Barve also attributes much change to Marathi dramatists’ exposure to international platforms,which demand DVDs of Indian plays be made available abroad. The plays get judged on the parameters of content and visual sophistication. Dharmadhikari of Naatak Company has staged his plays Geli-21-Varsha and Chakra in Italy and the Czech Republic respectively. A trip to Europe opened his eyes to the shortcomings of Indian platforms. Dharmadhikari recalls the grandeur of the National Theatre and Queen’s Theatre. “These theatres are huge with ceilings going up to six storeys. They have rotating and battery-operated stages,” he recalls,adding,“Such facilities can take presentation to unprecedented levels.”

Dharmadhikari too sees the conventional rectangular box-shaped stages here as restrictive of creative freedom. “These stages don’t encourage one to think out-of-the-box,literally,” he says. An experimental dramatist hence,according to him,does not have an option but to relocate his stage to other,more allowing venues,because “a compromise on sets only results in a verbose,speech-heavy play”.

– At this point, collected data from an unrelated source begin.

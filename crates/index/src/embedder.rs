use anyhow::Result;
use async_trait::async_trait;
use std::collections::HashMap;

#[async_trait]
pub trait Embedder: Send + Sync {
    async fn embed(&self, texts: &[&str]) -> Result<Vec<Vec<f32>>>;
    fn dimensions(&self) -> usize;
    fn model_id(&self) -> &str;
}

// ---------------------------------------------------------------------------
// OpenAI-compatible API embedder
// ---------------------------------------------------------------------------

pub struct ApiEmbedder {
    api_key: String,
    model: String,
    base_url: String,
    dims: usize,
}

impl ApiEmbedder {
    pub fn new(api_key: String) -> Self {
        Self {
            api_key,
            model: "text-embedding-3-small".to_string(),
            base_url: "https://api.openai.com/v1".to_string(),
            dims: 1536,
        }
    }
}

#[async_trait]
impl Embedder for ApiEmbedder {
    async fn embed(&self, texts: &[&str]) -> Result<Vec<Vec<f32>>> {
        if texts.is_empty() {
            return Ok(vec![]);
        }

        let client = reqwest::Client::new();
        let mut all_embeddings = Vec::with_capacity(texts.len());

        for batch in texts.chunks(100) {
            let input: Vec<&str> = batch.to_vec();
            let body = serde_json::json!({
                "model": self.model,
                "input": input,
            });

            let resp = client
                .post(format!("{}/embeddings", self.base_url))
                .header("Authorization", format!("Bearer {}", self.api_key))
                .header("Content-Type", "application/json")
                .json(&body)
                .send()
                .await?;

            if !resp.status().is_success() {
                let status = resp.status();
                let text = resp.text().await.unwrap_or_default();
                anyhow::bail!("Embedding API error {status}: {text}");
            }

            let json: serde_json::Value = resp.json().await?;
            if let Some(data) = json.get("data").and_then(|d| d.as_array()) {
                for item in data {
                    if let Some(emb) = item.get("embedding").and_then(|e| e.as_array()) {
                        let vec: Vec<f32> = emb
                            .iter()
                            .filter_map(|v| v.as_f64().map(|f| f as f32))
                            .collect();
                        all_embeddings.push(vec);
                    }
                }
            }
        }

        Ok(all_embeddings)
    }

    fn dimensions(&self) -> usize {
        self.dims
    }

    fn model_id(&self) -> &str {
        &self.model
    }
}

// ---------------------------------------------------------------------------
// TF-IDF hash embedder (fallback, no API needed)
// Produces fixed-dimension dense vectors via feature hashing.
// ---------------------------------------------------------------------------

const TFIDF_DIMS: usize = 384;

pub struct TfIdfEmbedder;

impl TfIdfEmbedder {
    pub fn new() -> Self {
        Self
    }
}

impl Default for TfIdfEmbedder {
    fn default() -> Self {
        Self::new()
    }
}

#[async_trait]
impl Embedder for TfIdfEmbedder {
    async fn embed(&self, texts: &[&str]) -> Result<Vec<Vec<f32>>> {
        Ok(texts.iter().map(|t| hash_embed(t)).collect())
    }

    fn dimensions(&self) -> usize {
        TFIDF_DIMS
    }

    fn model_id(&self) -> &str {
        "tfidf-hash-384"
    }
}

fn hash_embed(text: &str) -> Vec<f32> {
    let mut vec = vec![0.0f32; TFIDF_DIMS];
    let tokens = tokenize(text);
    if tokens.is_empty() {
        return vec;
    }

    let mut tf: HashMap<String, f32> = HashMap::new();
    for tok in &tokens {
        *tf.entry(tok.clone()).or_default() += 1.0;
    }
    let total = tokens.len() as f32;
    for val in tf.values_mut() {
        *val /= total;
    }

    for (tok, weight) in &tf {
        let h = simple_hash(tok);
        let idx = (h as usize) % TFIDF_DIMS;
        let sign = if (h >> 16) & 1 == 0 { 1.0 } else { -1.0 };
        vec[idx] += sign * weight;

        let idx2 = ((h >> 8) as usize) % TFIDF_DIMS;
        let sign2 = if (h >> 24) & 1 == 0 { 1.0 } else { -1.0 };
        vec[idx2] += sign2 * weight * 0.5;
    }

    let norm: f32 = vec.iter().map(|v| v * v).sum::<f32>().sqrt();
    if norm > 1e-10 {
        for v in &mut vec {
            *v /= norm;
        }
    }

    vec
}

fn tokenize(text: &str) -> Vec<String> {
    let mut tokens = Vec::new();
    let mut current = String::new();

    for ch in text.chars() {
        if ch.is_alphanumeric() || ch == '_' {
            current.push(ch.to_ascii_lowercase());
        } else if !current.is_empty() {
            split_camel(&current, &mut tokens);
            current.clear();
        }
    }
    if !current.is_empty() {
        split_camel(&current, &mut tokens);
    }

    tokens.retain(|t| t.len() >= 2 && !is_stop(t));
    tokens
}

fn split_camel(word: &str, out: &mut Vec<String>) {
    out.push(word.to_string());
    let chars: Vec<char> = word.chars().collect();
    let mut start = 0;
    for i in 1..chars.len() {
        if chars[i].is_uppercase() && !chars[i - 1].is_uppercase() {
            let part: String = chars[start..i].iter().collect();
            if part.len() >= 2 {
                out.push(part.to_lowercase());
            }
            start = i;
        }
    }
    if start > 0 && start < chars.len() {
        let part: String = chars[start..].iter().collect();
        if part.len() >= 2 {
            out.push(part.to_lowercase());
        }
    }
}

fn simple_hash(s: &str) -> u32 {
    let mut h: u32 = 5381;
    for b in s.bytes() {
        h = h.wrapping_mul(33).wrapping_add(b as u32);
    }
    h
}

fn is_stop(word: &str) -> bool {
    matches!(
        word,
        "the"
            | "is"
            | "at"
            | "in"
            | "of"
            | "on"
            | "to"
            | "and"
            | "or"
            | "an"
            | "it"
            | "if"
            | "do"
            | "no"
            | "as"
            | "be"
            | "by"
            | "we"
            | "so"
            | "he"
            | "up"
            | "my"
            | "me"
            | "am"
            | "for"
            | "not"
            | "but"
            | "you"
            | "all"
            | "can"
            | "had"
            | "her"
            | "was"
            | "one"
            | "our"
            | "out"
            | "has"
            | "this"
            | "that"
            | "with"
            | "from"
            | "they"
            | "been"
            | "have"
            | "will"
            | "use"
            | "new"
            | "get"
            | "set"
            | "let"
            | "var"
            | "mut"
            | "pub"
            | "fn"
            | "mod"
            | "struct"
            | "impl"
            | "return"
            | "true"
            | "false"
            | "self"
            | "none"
            | "string"
            | "type"
            | "default"
    )
}

#[cfg(test)]
mod tests {
    use super::*;

    #[test]
    fn hash_embed_produces_correct_dims() {
        let vec = hash_embed("fn hello_world() { println!(\"hi\"); }");
        assert_eq!(vec.len(), TFIDF_DIMS);
        let norm: f32 = vec.iter().map(|v| v * v).sum::<f32>().sqrt();
        assert!((norm - 1.0).abs() < 0.01 || norm < 0.01);
    }

    #[test]
    fn similar_texts_have_higher_similarity() {
        let a = hash_embed("fn parse_json(input: &str) -> Value");
        let b = hash_embed("fn parse_json_data(s: &str) -> serde_json::Value");
        let c = hash_embed("class UserAuthenticationService implements OAuth");
        let sim_ab = cosine(&a, &b);
        let sim_ac = cosine(&a, &c);
        assert!(
            sim_ab > sim_ac,
            "similar code should score higher: {sim_ab} vs {sim_ac}"
        );
    }

    fn cosine(a: &[f32], b: &[f32]) -> f32 {
        let dot: f32 = a.iter().zip(b).map(|(x, y)| x * y).sum();
        let na: f32 = a.iter().map(|x| x * x).sum::<f32>().sqrt();
        let nb: f32 = b.iter().map(|x| x * x).sum::<f32>().sqrt();
        if na < 1e-10 || nb < 1e-10 {
            0.0
        } else {
            dot / (na * nb)
        }
    }
}
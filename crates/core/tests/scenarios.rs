//! End-to-end coverage for the preflight pipeline's testable properties:
//! a deterministic ADR-lint block that the council cannot override, a
//! passing journey-index gate, and exception suppression recorded in the
//! audit trail.

use async_trait::async_trait;
use futures::stream::BoxStream;
use serde_json::Value;
use warden_core::exceptions::ExceptionSet;
use warden_core::lint::parse_adr;
use warden_core::model::{Changeset, ExceptionRecord, ExceptionStatus};
use warden_core::preflight::{exit_code, run_preflight, PreflightInput};
use warden_core::tools::{Tool, ToolContext, ToolRegistry, ToolResult};
use warden_index::journeys::JourneyIndex;
use warden_provider::{
    ChatRequest, ChatResponse, Message, MessageContent, ModelInfo, ModelTier, Provider,
    ProviderError, Role as MessageRole, StreamEvent,
};

fn empty_changeset(files: &[&str]) -> Changeset {
    Changeset {
        files: files.iter().map(|s| s.to_string()).collect(),
        base_ref: "main".to_string(),
        head_ref: "HEAD".to_string(),
        diff_hunks: vec![],
    }
}

const ADR_025: &str = r#"
# ADR-025: no module-level side effects

Status: Accepted

```enforcement
- type: regex
  pattern: "^ai_service = "
  scope_glob: "commands/**"
  violation_message: "module-level AIService instantiation is forbidden"
  timeout_ms: 1000
```
"#;

#[tokio::test]
async fn s1_an_accepted_adr_lint_violation_blocks_even_with_no_roles_to_override_it() {
    let tmp = tempfile::tempdir().unwrap();
    std::fs::create_dir_all(tmp.path().join("commands")).unwrap();
    std::fs::write(
        tmp.path().join("commands/check.py"),
        "ai_service = AIService()\n",
    )
    .unwrap();

    let adr = parse_adr("025", ADR_025).unwrap();
    let config = warden_config::Config::default();
    let registry = ToolRegistry::new();
    let exceptions = ExceptionSet::new(Vec::<ExceptionRecord>::new());

    let outcome = run_preflight(PreflightInput {
        config: &config,
        vault: None,
        project_root: tmp.path(),
        changeset: &empty_changeset(&["commands/check.py"]),
        external_findings: vec![],
        adrs: &[adr],
        exceptions,
        roles: &[],
        registry: &registry,
        story_id: None,
        council: Default::default(),
        audit_dir: tmp.path().join("audit"),
        journey_index: None,
    })
    .await
    .unwrap();

    assert_eq!(outcome.exit_code, exit_code::GATE_BLOCKED);
    let gates = outcome
        .run
        .role_runs
        .iter()
        .find(|r| r.role == "gates")
        .expect("a gates role run records the lint finding");
    assert!(gates
        .findings
        .iter()
        .any(|f| f.message.contains("ADR-025") || f.message.contains("module-level")));
}

#[tokio::test]
async fn s2_an_affected_journey_with_an_existing_test_passes_quietly() {
    let tmp = tempfile::tempdir().unwrap();
    let journeys_dir = tmp.path().join("journeys");
    std::fs::create_dir_all(&journeys_dir).unwrap();
    std::fs::create_dir_all(tmp.path().join("tests")).unwrap();
    std::fs::write(tmp.path().join("tests/test_jrn_044.py"), "def test_it(): pass\n").unwrap();
    std::fs::write(
        journeys_dir.join("JRN-044.yaml"),
        "id: JRN-044\n\
         title: notes editing\n\
         state: accepted\n\
         actor: user\n\
         description: user edits project notes\n\
         steps: []\n\
         implementation:\n\
         \x20\x20files: [\"docs/notes.md\"]\n\
         \x20\x20tests: [\"tests/test_jrn_044.py\"]\n",
    )
    .unwrap();
    std::fs::create_dir_all(tmp.path().join("docs")).unwrap();
    std::fs::write(tmp.path().join("docs/notes.md"), "notes\n").unwrap();

    let index = JourneyIndex::open(tmp.path()).unwrap();
    let config = warden_config::Config::default();
    let registry = ToolRegistry::new();
    let exceptions = ExceptionSet::new(Vec::<ExceptionRecord>::new());

    let outcome = run_preflight(PreflightInput {
        config: &config,
        vault: None,
        project_root: tmp.path(),
        changeset: &empty_changeset(&["docs/notes.md"]),
        external_findings: vec![],
        adrs: &[],
        exceptions,
        roles: &[],
        registry: &registry,
        story_id: None,
        council: Default::default(),
        audit_dir: tmp.path().join("audit"),
        journey_index: Some(&index),
    })
    .await
    .unwrap();

    assert_eq!(outcome.exit_code, exit_code::PASS);
}

#[tokio::test]
async fn s2_an_affected_journey_missing_its_test_warns_but_never_blocks() {
    let tmp = tempfile::tempdir().unwrap();
    let journeys_dir = tmp.path().join("journeys");
    std::fs::create_dir_all(&journeys_dir).unwrap();
    std::fs::create_dir_all(tmp.path().join("docs")).unwrap();
    std::fs::write(tmp.path().join("docs/notes.md"), "notes\n").unwrap();
    std::fs::write(
        journeys_dir.join("JRN-044.yaml"),
        "id: JRN-044\n\
         title: notes editing\n\
         state: accepted\n\
         actor: user\n\
         description: user edits project notes\n\
         steps: []\n\
         implementation:\n\
         \x20\x20files: [\"docs/notes.md\"]\n\
         \x20\x20tests: [\"tests/test_jrn_044_missing.py\"]\n",
    )
    .unwrap();

    let index = JourneyIndex::open(tmp.path()).unwrap();
    let config = warden_config::Config::default();
    let registry = ToolRegistry::new();
    let exceptions = ExceptionSet::new(Vec::<ExceptionRecord>::new());

    let outcome = run_preflight(PreflightInput {
        config: &config,
        vault: None,
        project_root: tmp.path(),
        changeset: &empty_changeset(&["docs/notes.md"]),
        external_findings: vec![],
        adrs: &[],
        exceptions,
        roles: &[],
        registry: &registry,
        story_id: None,
        council: Default::default(),
        audit_dir: tmp.path().join("audit"),
        journey_index: Some(&index),
    })
    .await
    .unwrap();

    // A missing journey test surfaces as a warning, never a block.
    assert_eq!(outcome.exit_code, exit_code::PASS);
    let gates = outcome.run.role_runs.iter().find(|r| r.role == "gates");
    assert!(gates.is_some());
}

#[tokio::test]
async fn s4_an_accepted_exception_downgrades_a_matching_lint_finding_and_records_a_suppression() {
    let tmp = tempfile::tempdir().unwrap();
    std::fs::create_dir_all(tmp.path().join("commands")).unwrap();
    std::fs::write(
        tmp.path().join("commands/utils.py"),
        "ai_service = AIService()\n",
    )
    .unwrap();

    let adr = parse_adr("025", ADR_025).unwrap();
    let exception = ExceptionRecord {
        id: "EXC-001".to_string(),
        status: ExceptionStatus::Accepted,
        rule_reference: "ADR-025".to_string(),
        affected_files_glob: vec!["commands/utils.py".to_string()],
        justification: "legacy module pending rewrite".to_string(),
        conditions: vec![],
    };

    let config = warden_config::Config::default();
    let registry = ToolRegistry::new();
    let exceptions = ExceptionSet::new(vec![exception]);

    let outcome = run_preflight(PreflightInput {
        config: &config,
        vault: None,
        project_root: tmp.path(),
        changeset: &empty_changeset(&["commands/utils.py"]),
        external_findings: vec![],
        adrs: &[adr],
        exceptions,
        roles: &[],
        registry: &registry,
        story_id: None,
        council: Default::default(),
        audit_dir: tmp.path().join("audit"),
        journey_index: None,
    })
    .await
    .unwrap();

    assert_eq!(outcome.exit_code, exit_code::PASS);

    let json = std::fs::read_to_string(&outcome.audit_paths.1).unwrap();
    assert!(json.contains("EXC-001"), "audit JSON should record the suppression: {json}");
}

#[test]
fn s6_a_120k_token_diff_splits_without_breaking_a_hunk() {
    use warden_core::changeset::chunk_changeset;
    use warden_core::model::DiffHunk;

    let hunk_text = "x".repeat(2_000);
    let diff_hunks: Vec<DiffHunk> = (0..60)
        .map(|i| DiffHunk {
            file: format!("src/file_{i}.rs"),
            start_line: 1,
            line_count: 40,
            text: hunk_text.clone(),
        })
        .collect();
    let changeset = Changeset {
        files: diff_hunks.iter().map(|h| h.file.clone()).collect(),
        base_ref: "main".to_string(),
        head_ref: "HEAD".to_string(),
        diff_hunks,
    };

    // ~120k characters total, budget 100k: must split into at least two chunks.
    let chunks = chunk_changeset(&changeset, 100_000, |s| s.len());
    assert!(chunks.len() >= 2);

    for chunk in &chunks {
        let total: usize = chunk.hunks.iter().map(|h| h.text.len()).sum();
        assert!(total <= 100_000 || chunk.hunks.len() == 1);
    }

    let all_hunks: usize = chunks.iter().map(|c| c.hunks.len()).sum();
    assert_eq!(all_hunks, changeset.files.len());
}

/// A fake `Provider` for exercising the fallback chain without a live
/// network call: always transient-fails or always succeeds, and counts
/// how many times `chat` was actually invoked.
struct MockProvider {
    name: String,
    calls: std::sync::Arc<std::sync::atomic::AtomicUsize>,
    transient_failure: bool,
    models: Vec<ModelInfo>,
}

#[async_trait]
impl Provider for MockProvider {
    fn name(&self) -> &str {
        &self.name
    }

    fn supported_models(&self) -> &[ModelInfo] {
        &self.models
    }

    async fn chat(&self, _request: &ChatRequest) -> anyhow::Result<ChatResponse> {
        self.calls.fetch_add(1, std::sync::atomic::Ordering::SeqCst);
        if self.transient_failure {
            Err(ProviderError::RateLimited {
                retry_after_ms: 1000,
            }
            .into())
        } else {
            Ok(ChatResponse {
                message: Message {
                    role: MessageRole::Assistant,
                    content: MessageContent::Text("ok".to_string()),
                },
                usage: None,
                finish_reason: None,
            })
        }
    }

    async fn chat_stream(
        &self,
        _request: &ChatRequest,
    ) -> anyhow::Result<BoxStream<'static, anyhow::Result<StreamEvent>>> {
        unimplemented!("not exercised by these scenarios")
    }
}

fn mock_chat_request() -> ChatRequest {
    ChatRequest {
        model: "mock-model".to_string(),
        messages: vec![Message {
            role: MessageRole::User,
            content: MessageContent::Text("hello".to_string()),
        }],
        tools: vec![],
        max_tokens: None,
        temperature: None,
        system: None,
        stream: false,
        thinking: None,
    }
}

#[tokio::test]
async fn s3_provider_fallback_on_429_marks_primary_cooling_and_skips_it_on_the_next_call() {
    let primary_calls = std::sync::Arc::new(std::sync::atomic::AtomicUsize::new(0));
    let fallback_calls = std::sync::Arc::new(std::sync::atomic::AtomicUsize::new(0));

    let primary: Box<dyn Provider> = Box::new(MockProvider {
        name: "s3-mock-primary".to_string(),
        calls: primary_calls.clone(),
        transient_failure: true,
        models: vec![],
    });
    let fallback: Box<dyn Provider> = Box::new(MockProvider {
        name: "s3-mock-fallback".to_string(),
        calls: fallback_calls.clone(),
        transient_failure: false,
        models: vec![],
    });

    let chain: Vec<(String, Box<dyn Provider>)> = vec![
        ("s3-mock-primary".to_string(), primary),
        ("s3-mock-fallback".to_string(), fallback),
    ];
    let fallback_cfg = warden_config::FallbackConfig::default();
    let request = mock_chat_request();

    let (winner, _) = warden_provider::chat_with_fallback_over(&chain, &fallback_cfg, &request)
        .await
        .unwrap();
    assert_eq!(winner, "s3-mock-fallback");
    assert_eq!(primary_calls.load(std::sync::atomic::Ordering::SeqCst), 1);
    assert_eq!(fallback_calls.load(std::sync::atomic::Ordering::SeqCst), 1);

    // spec.md §4.5 invariant: no request returns success from a cooling
    // provider until its backoff elapses, so a second call must skip
    // primary entirely rather than retrying it.
    let (winner, _) = warden_provider::chat_with_fallback_over(&chain, &fallback_cfg, &request)
        .await
        .unwrap();
    assert_eq!(winner, "s3-mock-fallback");
    assert_eq!(
        primary_calls.load(std::sync::atomic::Ordering::SeqCst),
        1,
        "cooling provider must not be retried before its backoff elapses"
    );
    assert_eq!(fallback_calls.load(std::sync::atomic::Ordering::SeqCst), 2);
}

#[tokio::test]
async fn s3_all_providers_cooling_returns_retry_after_without_calling_any_provider() {
    let calls = std::sync::Arc::new(std::sync::atomic::AtomicUsize::new(0));
    let only: Box<dyn Provider> = Box::new(MockProvider {
        name: "s3-mock-solo".to_string(),
        calls: calls.clone(),
        transient_failure: true,
        models: vec![],
    });
    let chain: Vec<(String, Box<dyn Provider>)> = vec![("s3-mock-solo".to_string(), only)];
    let fallback_cfg = warden_config::FallbackConfig::default();
    let request = mock_chat_request();

    warden_provider::chat_with_fallback_over(&chain, &fallback_cfg, &request)
        .await
        .unwrap_err();
    assert_eq!(calls.load(std::sync::atomic::Ordering::SeqCst), 1);

    let err = warden_provider::chat_with_fallback_over(&chain, &fallback_cfg, &request)
        .await
        .unwrap_err();
    assert_eq!(
        calls.load(std::sync::atomic::Ordering::SeqCst),
        1,
        "a cooling provider must not be called at all, not even to fail again"
    );
    let provider_err = err
        .downcast_ref::<ProviderError>()
        .expect("expected a ProviderError");
    assert!(matches!(
        provider_err,
        ProviderError::AllProvidersCooling { .. }
    ));
}

/// A tool whose `execute` never returns inside `TOOL_TIMEOUT`.
struct SlowTool;

#[async_trait]
impl Tool for SlowTool {
    fn name(&self) -> &str {
        "slow_tool"
    }

    fn description(&self) -> &str {
        "a tool that never finishes within the timeout"
    }

    fn parameters_schema(&self) -> Value {
        serde_json::json!({ "type": "object" })
    }

    async fn execute(&self, _args: Value, _ctx: &ToolContext) -> anyhow::Result<ToolResult> {
        tokio::time::sleep(std::time::Duration::from_secs(20)).await;
        Ok(ToolResult {
            output: "should never be reached".to_string(),
            title: "slow_tool".to_string(),
            metadata: Value::Null,
        })
    }
}

#[tokio::test(start_paused = true)]
async fn s5_a_tool_invocation_that_exceeds_the_timeout_surfaces_a_tool_timeout_observation() {
    let mut registry = ToolRegistry::new();
    registry.register(Box::new(SlowTool));
    let ctx = ToolContext::new(std::path::PathBuf::from("."));

    let result = registry
        .execute("slow_tool", serde_json::json!({}), &ctx)
        .await
        .unwrap();

    assert_eq!(result.output, "error: tool_timeout");
    assert_eq!(result.metadata, serde_json::json!({ "error": "tool_timeout" }));
}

“But experimentation with sets isn’t just this generation’s doing,” says Chandrakant Kulkarni,playwright and director with a career spanning over 30 years. Kulkarni recalls the organic and communicative sets that the Marathi past-masters created. A traditionalist,he is still a patron of craftsmanship. “Technology ka upyog toh sirf waqt ka takaza hai (What is technology but a trend of the times),” he says.